_Exercise instructions_: In the material below, find all lines with the string "Result" and copy them.

___

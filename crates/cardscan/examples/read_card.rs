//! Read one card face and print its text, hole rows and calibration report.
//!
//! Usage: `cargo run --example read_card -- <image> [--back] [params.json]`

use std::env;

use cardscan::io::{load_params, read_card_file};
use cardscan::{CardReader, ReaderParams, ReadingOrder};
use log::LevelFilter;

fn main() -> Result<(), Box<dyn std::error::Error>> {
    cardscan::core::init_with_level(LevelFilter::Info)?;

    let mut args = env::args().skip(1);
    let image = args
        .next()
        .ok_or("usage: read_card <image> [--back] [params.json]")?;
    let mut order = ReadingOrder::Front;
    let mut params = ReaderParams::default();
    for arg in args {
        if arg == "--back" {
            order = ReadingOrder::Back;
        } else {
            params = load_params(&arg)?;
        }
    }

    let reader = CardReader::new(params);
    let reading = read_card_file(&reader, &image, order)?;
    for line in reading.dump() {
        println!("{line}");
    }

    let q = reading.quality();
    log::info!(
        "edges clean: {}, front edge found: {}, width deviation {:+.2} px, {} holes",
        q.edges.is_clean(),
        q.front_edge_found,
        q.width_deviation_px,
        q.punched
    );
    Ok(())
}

___

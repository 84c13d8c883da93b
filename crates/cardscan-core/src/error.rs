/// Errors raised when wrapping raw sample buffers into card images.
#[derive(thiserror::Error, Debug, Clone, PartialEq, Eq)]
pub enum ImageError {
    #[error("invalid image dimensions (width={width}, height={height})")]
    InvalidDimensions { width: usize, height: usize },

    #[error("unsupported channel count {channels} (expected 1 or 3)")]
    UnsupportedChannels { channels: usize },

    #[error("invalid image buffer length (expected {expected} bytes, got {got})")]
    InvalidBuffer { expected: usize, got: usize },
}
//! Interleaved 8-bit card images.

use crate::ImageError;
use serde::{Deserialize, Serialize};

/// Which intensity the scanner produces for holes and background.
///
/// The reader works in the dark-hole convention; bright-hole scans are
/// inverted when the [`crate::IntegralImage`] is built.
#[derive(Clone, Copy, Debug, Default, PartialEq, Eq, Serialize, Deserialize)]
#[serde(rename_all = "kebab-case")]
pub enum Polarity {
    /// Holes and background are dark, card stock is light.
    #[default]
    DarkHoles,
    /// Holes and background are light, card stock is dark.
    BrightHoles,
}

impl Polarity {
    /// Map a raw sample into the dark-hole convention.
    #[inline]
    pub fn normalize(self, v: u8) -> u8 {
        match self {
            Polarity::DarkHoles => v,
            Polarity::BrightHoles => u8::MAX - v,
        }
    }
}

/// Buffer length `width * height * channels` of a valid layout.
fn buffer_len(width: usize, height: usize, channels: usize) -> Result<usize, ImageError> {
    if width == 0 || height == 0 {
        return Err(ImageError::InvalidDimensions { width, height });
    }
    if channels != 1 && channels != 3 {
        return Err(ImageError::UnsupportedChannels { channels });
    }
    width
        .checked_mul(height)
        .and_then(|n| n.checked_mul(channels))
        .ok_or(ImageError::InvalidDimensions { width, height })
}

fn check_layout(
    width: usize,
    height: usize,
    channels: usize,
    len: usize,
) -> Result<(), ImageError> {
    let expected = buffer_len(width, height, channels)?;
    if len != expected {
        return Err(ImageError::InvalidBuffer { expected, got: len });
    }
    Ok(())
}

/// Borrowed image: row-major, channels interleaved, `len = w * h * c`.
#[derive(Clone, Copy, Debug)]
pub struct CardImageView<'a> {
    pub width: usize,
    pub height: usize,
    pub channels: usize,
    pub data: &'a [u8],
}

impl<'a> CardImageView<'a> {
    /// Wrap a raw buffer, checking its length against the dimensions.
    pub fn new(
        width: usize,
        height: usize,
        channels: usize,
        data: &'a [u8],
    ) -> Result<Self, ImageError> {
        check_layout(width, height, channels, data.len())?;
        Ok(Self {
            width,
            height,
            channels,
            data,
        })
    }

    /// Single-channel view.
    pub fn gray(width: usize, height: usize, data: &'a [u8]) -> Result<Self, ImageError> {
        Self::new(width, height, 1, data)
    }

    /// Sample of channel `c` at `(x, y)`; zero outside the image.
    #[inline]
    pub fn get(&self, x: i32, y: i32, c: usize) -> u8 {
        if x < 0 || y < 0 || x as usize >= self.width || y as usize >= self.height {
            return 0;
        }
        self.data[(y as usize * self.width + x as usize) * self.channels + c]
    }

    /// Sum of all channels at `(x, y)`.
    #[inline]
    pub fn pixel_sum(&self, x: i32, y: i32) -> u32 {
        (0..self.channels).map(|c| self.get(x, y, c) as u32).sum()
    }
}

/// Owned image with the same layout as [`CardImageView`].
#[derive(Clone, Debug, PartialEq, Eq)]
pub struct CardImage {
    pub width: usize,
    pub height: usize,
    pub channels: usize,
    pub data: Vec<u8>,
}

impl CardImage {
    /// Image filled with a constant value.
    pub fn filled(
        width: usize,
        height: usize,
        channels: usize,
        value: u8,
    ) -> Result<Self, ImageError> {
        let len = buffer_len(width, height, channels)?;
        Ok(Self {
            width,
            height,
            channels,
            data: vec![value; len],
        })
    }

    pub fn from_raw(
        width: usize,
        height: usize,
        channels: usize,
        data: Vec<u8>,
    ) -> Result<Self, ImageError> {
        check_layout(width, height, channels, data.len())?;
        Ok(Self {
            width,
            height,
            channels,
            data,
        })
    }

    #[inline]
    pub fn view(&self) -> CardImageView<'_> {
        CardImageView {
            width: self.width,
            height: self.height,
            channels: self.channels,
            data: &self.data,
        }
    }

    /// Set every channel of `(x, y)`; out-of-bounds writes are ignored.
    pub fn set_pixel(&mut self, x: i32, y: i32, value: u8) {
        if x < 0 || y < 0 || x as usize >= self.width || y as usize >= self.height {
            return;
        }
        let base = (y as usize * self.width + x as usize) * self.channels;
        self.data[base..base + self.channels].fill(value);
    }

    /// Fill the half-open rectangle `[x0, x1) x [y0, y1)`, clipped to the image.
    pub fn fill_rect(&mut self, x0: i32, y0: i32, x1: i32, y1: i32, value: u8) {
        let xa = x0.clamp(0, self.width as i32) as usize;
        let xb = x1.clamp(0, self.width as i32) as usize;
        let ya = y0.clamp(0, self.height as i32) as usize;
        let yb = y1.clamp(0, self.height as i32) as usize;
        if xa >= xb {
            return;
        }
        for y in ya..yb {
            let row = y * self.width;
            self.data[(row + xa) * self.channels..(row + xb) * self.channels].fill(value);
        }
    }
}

___

_Written answer_:
fn main() -> Result<(), Box<dyn std::error::Error>> {
fn buffer_len(width: usize, height: usize, channels: usize) -> Result<usize, ImageError> {
) -> Result<(), ImageError> {
    ) -> Result<Self, ImageError> {
    pub fn gray(width: usize, height: usize, data: &'a [u8]) -> Result<Self, ImageError> {
    ) -> Result<Self, ImageError> {
    ) -> Result<Self, ImageError> {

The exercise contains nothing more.